» **TASK OBJECTIVE**: Your answer should consist of every line from the records that holds the string "classify".

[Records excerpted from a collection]
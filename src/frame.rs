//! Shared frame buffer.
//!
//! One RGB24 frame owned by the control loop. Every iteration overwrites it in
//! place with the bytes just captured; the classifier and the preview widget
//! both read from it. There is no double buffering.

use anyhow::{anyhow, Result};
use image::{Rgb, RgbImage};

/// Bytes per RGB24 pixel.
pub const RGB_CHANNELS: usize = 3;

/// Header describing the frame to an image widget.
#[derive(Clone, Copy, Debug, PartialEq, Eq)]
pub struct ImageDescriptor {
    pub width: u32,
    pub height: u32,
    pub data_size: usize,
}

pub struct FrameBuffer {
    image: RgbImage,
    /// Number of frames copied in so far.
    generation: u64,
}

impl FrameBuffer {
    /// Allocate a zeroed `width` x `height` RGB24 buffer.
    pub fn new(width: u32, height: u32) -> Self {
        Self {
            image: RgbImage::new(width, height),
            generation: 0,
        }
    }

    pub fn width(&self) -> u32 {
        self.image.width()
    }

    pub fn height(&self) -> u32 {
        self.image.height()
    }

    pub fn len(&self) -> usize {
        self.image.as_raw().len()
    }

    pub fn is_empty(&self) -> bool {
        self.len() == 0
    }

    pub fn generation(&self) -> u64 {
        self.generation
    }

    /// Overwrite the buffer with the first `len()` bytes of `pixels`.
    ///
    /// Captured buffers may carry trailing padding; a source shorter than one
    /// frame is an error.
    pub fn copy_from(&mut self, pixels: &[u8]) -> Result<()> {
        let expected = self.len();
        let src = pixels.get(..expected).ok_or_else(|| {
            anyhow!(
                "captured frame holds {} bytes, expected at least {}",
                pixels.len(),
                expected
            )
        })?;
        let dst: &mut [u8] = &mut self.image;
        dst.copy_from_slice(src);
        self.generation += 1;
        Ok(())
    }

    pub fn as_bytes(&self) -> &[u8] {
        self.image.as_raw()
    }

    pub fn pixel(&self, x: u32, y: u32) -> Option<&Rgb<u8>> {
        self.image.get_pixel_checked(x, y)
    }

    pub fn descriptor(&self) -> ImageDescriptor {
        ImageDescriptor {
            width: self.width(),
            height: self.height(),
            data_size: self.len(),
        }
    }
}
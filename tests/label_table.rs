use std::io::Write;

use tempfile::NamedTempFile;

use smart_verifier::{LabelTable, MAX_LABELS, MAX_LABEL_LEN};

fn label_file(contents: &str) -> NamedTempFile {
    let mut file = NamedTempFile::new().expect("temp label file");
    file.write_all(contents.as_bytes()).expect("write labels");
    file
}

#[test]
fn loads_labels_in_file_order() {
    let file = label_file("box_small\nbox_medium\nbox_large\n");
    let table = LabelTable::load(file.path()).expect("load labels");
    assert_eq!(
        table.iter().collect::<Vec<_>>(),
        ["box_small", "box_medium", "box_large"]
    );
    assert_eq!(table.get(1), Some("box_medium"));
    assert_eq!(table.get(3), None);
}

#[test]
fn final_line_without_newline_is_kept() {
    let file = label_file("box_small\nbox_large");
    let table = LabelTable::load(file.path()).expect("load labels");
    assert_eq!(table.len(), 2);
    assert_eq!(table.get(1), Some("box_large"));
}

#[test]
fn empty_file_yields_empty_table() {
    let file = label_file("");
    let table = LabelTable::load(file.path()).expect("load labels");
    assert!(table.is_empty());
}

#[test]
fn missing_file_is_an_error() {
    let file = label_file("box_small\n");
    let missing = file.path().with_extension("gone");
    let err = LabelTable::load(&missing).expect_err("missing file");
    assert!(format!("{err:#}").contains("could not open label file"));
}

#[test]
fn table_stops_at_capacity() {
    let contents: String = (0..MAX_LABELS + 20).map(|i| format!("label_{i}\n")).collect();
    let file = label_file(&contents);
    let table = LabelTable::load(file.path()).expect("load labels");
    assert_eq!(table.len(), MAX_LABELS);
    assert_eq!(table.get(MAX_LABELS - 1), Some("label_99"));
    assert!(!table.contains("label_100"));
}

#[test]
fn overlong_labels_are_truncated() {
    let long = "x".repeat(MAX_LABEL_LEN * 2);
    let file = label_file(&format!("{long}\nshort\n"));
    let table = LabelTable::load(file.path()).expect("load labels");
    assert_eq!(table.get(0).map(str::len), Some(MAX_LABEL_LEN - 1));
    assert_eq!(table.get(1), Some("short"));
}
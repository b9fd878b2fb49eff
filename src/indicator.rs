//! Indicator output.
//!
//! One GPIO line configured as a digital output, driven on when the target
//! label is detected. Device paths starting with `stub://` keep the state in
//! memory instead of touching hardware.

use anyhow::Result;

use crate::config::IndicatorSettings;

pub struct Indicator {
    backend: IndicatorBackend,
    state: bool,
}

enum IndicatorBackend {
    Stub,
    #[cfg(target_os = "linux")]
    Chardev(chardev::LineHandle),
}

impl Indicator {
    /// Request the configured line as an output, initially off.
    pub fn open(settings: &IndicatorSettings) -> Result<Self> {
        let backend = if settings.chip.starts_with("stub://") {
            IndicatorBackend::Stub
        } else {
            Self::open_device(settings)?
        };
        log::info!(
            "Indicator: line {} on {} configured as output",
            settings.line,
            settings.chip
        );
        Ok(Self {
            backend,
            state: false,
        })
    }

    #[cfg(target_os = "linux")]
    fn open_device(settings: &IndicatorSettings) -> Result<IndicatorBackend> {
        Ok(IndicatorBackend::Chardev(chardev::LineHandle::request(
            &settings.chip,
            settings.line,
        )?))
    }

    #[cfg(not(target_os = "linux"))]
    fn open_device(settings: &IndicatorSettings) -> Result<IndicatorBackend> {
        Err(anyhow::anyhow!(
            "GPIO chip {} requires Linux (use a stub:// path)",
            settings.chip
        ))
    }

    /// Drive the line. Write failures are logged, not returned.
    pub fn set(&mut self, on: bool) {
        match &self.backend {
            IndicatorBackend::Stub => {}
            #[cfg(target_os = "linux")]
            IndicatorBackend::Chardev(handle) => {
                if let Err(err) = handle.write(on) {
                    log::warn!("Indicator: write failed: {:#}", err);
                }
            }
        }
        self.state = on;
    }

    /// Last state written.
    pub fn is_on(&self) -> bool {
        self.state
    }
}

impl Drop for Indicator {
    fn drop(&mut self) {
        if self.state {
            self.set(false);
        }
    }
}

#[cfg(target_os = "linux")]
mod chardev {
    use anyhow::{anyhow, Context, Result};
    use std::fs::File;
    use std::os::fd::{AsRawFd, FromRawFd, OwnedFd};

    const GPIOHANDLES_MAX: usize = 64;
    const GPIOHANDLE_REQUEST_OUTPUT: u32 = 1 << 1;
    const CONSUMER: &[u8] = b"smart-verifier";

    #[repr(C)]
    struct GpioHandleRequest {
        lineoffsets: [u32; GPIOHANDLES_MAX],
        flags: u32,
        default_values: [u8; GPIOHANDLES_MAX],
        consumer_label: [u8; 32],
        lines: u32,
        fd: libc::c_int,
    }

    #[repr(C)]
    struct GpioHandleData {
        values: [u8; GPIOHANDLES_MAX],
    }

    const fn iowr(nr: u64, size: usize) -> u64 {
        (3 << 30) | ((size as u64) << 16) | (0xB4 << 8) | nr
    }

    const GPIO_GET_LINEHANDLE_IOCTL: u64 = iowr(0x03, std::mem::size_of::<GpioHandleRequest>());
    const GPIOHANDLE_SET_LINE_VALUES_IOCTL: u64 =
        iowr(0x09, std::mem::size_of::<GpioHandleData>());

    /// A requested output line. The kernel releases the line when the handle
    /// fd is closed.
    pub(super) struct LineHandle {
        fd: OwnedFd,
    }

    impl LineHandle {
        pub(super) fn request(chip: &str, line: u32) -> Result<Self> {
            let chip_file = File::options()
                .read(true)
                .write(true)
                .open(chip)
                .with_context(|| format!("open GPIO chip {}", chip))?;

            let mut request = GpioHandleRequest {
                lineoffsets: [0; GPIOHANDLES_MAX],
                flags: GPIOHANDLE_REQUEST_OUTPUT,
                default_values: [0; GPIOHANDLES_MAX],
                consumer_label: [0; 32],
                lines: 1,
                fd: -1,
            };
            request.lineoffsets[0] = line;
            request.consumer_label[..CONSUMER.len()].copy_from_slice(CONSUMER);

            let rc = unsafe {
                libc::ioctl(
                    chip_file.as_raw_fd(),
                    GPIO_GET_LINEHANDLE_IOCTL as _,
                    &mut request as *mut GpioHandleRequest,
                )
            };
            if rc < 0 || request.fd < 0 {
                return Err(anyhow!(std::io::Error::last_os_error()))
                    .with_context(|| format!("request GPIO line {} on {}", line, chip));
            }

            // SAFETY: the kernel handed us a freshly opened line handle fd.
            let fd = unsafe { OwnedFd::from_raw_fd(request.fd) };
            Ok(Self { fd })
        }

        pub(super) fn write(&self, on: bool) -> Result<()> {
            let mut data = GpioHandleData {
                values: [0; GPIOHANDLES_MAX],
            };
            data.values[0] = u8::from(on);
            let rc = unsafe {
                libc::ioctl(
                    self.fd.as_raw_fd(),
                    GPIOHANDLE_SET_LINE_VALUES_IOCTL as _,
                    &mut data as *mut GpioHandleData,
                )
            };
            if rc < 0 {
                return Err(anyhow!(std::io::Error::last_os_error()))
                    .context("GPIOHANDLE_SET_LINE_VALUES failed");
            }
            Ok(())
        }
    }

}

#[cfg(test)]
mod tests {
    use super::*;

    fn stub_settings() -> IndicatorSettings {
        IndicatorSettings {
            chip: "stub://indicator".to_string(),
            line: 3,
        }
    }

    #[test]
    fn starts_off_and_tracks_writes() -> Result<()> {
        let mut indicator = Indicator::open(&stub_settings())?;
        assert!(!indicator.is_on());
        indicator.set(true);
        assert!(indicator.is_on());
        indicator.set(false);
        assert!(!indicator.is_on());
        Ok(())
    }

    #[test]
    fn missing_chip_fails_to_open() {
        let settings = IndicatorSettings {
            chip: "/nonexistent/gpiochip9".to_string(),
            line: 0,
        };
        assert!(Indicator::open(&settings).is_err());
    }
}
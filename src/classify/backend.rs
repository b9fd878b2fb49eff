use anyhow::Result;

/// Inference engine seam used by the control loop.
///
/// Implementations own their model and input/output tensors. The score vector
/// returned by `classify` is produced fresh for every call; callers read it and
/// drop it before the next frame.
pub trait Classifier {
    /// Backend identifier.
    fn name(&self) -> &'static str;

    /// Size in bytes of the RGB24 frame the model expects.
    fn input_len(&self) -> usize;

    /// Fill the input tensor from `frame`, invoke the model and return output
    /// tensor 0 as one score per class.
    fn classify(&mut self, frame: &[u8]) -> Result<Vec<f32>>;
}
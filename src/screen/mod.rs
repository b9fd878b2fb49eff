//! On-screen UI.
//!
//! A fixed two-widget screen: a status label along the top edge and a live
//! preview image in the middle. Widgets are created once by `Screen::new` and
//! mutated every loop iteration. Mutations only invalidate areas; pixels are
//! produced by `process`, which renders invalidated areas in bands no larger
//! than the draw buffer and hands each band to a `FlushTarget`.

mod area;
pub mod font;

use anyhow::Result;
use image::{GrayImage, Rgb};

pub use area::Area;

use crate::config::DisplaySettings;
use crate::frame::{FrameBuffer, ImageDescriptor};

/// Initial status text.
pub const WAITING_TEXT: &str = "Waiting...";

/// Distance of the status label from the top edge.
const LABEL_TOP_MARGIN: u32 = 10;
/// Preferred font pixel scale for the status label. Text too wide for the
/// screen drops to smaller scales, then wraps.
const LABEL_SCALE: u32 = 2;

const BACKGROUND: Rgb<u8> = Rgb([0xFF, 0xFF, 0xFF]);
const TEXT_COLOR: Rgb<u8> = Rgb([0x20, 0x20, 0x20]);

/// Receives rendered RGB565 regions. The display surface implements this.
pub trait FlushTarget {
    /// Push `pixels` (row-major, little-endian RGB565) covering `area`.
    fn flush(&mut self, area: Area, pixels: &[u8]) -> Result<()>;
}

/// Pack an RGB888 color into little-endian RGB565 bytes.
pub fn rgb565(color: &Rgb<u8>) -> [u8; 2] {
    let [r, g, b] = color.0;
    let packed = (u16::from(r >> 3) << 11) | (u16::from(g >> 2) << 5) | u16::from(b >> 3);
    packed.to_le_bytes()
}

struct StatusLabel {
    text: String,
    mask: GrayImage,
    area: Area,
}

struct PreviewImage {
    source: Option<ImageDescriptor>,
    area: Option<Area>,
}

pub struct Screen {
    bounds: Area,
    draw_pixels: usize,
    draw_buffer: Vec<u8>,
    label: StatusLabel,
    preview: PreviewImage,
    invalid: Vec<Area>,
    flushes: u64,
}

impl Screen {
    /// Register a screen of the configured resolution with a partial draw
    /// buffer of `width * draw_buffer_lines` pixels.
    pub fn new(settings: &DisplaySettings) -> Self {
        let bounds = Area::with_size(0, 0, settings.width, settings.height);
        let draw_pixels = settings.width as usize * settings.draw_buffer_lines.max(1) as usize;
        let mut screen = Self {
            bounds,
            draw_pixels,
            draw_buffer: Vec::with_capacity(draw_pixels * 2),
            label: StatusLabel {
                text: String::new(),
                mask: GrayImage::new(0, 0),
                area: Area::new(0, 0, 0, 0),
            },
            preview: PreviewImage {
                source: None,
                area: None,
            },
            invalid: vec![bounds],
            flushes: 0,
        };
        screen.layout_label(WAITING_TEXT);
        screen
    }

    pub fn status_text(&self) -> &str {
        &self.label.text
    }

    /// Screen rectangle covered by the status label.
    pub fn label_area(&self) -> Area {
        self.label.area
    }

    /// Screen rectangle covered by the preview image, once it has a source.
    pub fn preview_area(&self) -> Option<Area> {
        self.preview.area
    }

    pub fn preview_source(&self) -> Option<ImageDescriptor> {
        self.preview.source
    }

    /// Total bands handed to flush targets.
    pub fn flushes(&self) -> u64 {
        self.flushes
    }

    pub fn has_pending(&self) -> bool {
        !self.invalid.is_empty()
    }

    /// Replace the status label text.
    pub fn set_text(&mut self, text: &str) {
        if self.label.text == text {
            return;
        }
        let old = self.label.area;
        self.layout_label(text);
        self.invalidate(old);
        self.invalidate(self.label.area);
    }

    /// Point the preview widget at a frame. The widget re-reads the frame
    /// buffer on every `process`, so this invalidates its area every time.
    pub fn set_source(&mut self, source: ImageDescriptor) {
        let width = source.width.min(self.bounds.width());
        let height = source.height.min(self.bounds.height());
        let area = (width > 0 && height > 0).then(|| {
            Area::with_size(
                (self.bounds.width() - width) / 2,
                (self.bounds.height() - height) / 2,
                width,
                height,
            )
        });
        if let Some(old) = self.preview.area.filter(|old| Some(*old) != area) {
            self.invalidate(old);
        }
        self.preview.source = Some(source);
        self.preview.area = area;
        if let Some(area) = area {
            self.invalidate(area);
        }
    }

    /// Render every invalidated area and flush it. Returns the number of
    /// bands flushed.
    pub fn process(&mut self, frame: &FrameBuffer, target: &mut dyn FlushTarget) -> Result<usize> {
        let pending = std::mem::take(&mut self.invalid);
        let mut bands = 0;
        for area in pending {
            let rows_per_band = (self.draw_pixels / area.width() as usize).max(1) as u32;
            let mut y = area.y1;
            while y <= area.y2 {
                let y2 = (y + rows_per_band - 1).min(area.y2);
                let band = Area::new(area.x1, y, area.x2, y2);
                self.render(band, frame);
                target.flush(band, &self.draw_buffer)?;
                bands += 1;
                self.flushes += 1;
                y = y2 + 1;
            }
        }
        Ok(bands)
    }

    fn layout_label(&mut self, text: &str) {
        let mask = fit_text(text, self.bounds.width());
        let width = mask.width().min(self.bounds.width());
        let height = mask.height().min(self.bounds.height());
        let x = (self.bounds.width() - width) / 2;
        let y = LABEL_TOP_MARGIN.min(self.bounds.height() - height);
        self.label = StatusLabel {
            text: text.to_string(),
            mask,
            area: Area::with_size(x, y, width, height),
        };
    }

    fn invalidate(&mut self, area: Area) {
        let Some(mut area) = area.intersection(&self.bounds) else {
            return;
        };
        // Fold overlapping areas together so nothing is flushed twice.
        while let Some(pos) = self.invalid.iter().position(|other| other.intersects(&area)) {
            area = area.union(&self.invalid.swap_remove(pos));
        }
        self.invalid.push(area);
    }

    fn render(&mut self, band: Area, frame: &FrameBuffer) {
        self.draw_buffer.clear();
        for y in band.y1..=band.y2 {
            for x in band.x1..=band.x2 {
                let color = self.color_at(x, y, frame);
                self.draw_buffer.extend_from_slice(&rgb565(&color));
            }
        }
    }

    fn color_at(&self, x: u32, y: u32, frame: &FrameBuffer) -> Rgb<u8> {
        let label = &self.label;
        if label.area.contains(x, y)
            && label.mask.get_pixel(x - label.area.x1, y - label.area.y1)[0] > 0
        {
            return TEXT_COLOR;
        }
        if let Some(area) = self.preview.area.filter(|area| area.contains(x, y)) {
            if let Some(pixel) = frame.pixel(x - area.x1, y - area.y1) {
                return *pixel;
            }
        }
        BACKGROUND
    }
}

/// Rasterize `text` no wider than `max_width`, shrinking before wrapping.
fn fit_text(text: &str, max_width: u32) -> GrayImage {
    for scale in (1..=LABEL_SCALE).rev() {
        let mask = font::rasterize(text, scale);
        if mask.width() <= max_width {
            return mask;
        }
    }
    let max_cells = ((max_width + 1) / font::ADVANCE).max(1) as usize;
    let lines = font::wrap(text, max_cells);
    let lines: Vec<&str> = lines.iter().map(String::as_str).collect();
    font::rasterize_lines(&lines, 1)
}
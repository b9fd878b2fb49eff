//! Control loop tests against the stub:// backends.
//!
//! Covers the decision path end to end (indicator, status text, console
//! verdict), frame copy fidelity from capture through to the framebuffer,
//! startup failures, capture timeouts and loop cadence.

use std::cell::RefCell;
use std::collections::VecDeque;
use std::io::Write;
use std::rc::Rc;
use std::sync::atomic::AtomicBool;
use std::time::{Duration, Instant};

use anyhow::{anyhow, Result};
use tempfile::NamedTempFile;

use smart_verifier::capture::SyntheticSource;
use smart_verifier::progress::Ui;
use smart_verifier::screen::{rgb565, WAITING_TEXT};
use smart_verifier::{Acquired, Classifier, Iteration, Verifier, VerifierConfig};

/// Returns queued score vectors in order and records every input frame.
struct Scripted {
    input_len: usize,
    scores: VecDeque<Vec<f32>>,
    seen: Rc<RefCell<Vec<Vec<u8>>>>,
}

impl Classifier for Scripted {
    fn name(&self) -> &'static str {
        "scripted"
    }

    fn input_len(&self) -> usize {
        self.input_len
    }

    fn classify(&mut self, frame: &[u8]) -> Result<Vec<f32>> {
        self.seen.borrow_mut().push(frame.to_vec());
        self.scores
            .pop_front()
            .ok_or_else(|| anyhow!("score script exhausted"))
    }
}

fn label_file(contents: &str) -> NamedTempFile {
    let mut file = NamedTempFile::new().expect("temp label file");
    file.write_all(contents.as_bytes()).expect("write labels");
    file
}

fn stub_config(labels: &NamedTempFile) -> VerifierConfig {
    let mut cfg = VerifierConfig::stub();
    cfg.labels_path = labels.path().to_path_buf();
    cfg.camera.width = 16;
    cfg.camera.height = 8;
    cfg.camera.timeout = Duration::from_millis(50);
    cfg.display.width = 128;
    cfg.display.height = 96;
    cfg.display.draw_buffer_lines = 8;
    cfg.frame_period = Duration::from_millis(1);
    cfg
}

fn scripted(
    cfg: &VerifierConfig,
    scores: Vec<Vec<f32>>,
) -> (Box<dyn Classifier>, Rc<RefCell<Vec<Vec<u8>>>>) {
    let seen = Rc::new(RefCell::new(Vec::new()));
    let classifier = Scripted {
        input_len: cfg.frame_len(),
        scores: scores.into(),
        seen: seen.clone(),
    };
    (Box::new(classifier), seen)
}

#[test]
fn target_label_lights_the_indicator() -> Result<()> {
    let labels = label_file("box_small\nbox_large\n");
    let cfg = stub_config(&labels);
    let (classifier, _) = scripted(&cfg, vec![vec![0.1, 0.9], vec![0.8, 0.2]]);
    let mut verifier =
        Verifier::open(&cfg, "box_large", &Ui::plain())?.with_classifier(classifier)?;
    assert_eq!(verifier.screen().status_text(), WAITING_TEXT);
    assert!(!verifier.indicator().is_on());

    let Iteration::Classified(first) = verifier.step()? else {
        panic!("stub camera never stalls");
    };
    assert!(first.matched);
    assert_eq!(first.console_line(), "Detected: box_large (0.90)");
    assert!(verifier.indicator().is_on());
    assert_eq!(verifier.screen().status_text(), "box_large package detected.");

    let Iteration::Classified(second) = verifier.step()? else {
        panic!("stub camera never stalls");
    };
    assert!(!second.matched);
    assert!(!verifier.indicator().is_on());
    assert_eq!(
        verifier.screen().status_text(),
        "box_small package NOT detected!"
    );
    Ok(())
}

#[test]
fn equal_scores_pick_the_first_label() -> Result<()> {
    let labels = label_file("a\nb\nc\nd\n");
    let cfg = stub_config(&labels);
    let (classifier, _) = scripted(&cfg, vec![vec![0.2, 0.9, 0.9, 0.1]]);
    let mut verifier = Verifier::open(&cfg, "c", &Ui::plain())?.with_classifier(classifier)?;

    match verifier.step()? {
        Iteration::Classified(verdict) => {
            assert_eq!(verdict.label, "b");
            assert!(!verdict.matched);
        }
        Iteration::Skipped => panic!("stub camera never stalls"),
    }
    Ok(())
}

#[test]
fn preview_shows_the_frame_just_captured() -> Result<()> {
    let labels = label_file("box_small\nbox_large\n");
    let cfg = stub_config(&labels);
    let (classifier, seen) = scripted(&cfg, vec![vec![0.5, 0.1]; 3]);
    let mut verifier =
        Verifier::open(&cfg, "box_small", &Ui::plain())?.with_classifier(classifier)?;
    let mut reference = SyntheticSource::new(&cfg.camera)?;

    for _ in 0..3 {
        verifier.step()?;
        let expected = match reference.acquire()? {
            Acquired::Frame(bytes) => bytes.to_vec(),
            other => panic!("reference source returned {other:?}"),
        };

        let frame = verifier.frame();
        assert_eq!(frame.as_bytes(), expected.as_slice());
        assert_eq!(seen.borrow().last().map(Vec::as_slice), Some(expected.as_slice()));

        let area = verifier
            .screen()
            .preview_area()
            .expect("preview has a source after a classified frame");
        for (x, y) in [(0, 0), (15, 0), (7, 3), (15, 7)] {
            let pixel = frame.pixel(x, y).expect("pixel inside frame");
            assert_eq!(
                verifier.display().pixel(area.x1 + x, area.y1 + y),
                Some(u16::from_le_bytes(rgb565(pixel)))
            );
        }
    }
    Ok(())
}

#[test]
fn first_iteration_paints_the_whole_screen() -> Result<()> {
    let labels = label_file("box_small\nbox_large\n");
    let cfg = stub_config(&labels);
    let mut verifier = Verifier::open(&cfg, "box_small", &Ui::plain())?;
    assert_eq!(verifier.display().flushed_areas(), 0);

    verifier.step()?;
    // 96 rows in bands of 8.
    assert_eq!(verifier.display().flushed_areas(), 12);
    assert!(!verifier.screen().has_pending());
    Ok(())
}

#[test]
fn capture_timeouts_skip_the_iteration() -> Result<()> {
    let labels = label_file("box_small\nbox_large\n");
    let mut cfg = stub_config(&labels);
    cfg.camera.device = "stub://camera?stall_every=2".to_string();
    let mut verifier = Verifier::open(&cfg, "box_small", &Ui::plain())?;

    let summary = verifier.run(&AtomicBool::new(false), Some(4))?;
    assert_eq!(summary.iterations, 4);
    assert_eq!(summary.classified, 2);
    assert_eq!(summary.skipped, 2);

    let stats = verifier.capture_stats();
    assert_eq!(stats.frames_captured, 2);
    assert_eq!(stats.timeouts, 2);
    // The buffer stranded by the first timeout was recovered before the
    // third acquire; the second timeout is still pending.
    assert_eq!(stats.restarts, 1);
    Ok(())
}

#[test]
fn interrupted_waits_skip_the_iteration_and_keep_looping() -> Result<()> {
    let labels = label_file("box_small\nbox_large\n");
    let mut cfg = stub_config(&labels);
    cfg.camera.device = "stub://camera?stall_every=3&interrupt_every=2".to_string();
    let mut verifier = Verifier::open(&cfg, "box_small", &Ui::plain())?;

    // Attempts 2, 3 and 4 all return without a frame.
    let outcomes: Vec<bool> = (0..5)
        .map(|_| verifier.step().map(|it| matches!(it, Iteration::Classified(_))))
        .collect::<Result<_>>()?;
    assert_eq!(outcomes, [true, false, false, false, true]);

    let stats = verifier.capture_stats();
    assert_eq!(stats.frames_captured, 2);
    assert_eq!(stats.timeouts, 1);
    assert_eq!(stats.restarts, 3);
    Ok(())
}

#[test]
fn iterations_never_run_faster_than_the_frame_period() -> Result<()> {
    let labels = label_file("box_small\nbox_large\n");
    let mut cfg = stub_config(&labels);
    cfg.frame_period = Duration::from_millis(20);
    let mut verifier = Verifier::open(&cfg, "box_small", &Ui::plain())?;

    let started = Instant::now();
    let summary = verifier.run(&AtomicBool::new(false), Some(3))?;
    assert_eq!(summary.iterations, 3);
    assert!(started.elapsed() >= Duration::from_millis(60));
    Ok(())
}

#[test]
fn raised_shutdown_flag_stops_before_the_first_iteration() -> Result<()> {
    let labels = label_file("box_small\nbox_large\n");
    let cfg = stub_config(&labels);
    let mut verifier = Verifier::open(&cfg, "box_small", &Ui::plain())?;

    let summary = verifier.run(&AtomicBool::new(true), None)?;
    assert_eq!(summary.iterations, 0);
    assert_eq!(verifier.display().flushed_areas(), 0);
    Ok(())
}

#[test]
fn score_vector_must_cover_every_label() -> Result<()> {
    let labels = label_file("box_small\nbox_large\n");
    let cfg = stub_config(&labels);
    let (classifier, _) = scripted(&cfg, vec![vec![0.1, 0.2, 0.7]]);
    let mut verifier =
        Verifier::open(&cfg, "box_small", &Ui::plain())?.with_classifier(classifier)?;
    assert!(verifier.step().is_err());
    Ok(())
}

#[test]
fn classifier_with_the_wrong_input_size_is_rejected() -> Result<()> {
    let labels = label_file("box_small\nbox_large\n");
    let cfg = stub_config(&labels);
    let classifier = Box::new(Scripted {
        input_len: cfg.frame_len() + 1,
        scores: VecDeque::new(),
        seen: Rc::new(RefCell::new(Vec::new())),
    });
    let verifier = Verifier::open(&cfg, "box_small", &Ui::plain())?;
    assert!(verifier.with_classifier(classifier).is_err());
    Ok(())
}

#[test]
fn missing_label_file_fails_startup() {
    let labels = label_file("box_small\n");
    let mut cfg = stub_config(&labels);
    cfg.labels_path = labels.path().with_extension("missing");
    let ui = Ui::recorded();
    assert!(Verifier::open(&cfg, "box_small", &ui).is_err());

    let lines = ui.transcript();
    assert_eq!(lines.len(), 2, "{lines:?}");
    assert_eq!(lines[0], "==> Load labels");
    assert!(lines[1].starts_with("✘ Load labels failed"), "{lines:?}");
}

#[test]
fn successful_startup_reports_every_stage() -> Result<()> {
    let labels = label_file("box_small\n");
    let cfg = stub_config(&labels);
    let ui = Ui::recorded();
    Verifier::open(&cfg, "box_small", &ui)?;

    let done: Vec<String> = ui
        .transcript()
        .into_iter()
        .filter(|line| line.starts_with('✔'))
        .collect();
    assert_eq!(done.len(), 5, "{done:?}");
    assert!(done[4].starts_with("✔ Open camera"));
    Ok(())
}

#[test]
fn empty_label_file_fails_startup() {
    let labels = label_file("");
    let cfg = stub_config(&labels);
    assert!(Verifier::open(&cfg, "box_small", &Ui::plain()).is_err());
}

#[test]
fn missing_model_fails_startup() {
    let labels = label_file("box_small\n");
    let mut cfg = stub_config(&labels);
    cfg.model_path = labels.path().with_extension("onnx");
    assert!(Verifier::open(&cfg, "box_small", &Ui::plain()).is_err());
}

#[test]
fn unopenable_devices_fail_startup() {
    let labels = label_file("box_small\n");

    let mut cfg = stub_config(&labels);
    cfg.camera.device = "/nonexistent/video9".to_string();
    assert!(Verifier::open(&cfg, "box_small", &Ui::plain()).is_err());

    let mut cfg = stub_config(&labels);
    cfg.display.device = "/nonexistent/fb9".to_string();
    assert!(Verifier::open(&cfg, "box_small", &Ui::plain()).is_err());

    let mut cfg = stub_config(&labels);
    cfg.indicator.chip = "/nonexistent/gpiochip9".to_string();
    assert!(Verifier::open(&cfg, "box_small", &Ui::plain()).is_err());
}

» **RESULT**:
filename src/classify/backend.rs
/// returned by `classify` is produced fresh for every call; callers read it and
    fn classify(&mut self, frame: &[u8]) -> Result<Vec<f32>>;
    fn classify(&mut self, frame: &[u8]) -> Result<Vec<f32>> {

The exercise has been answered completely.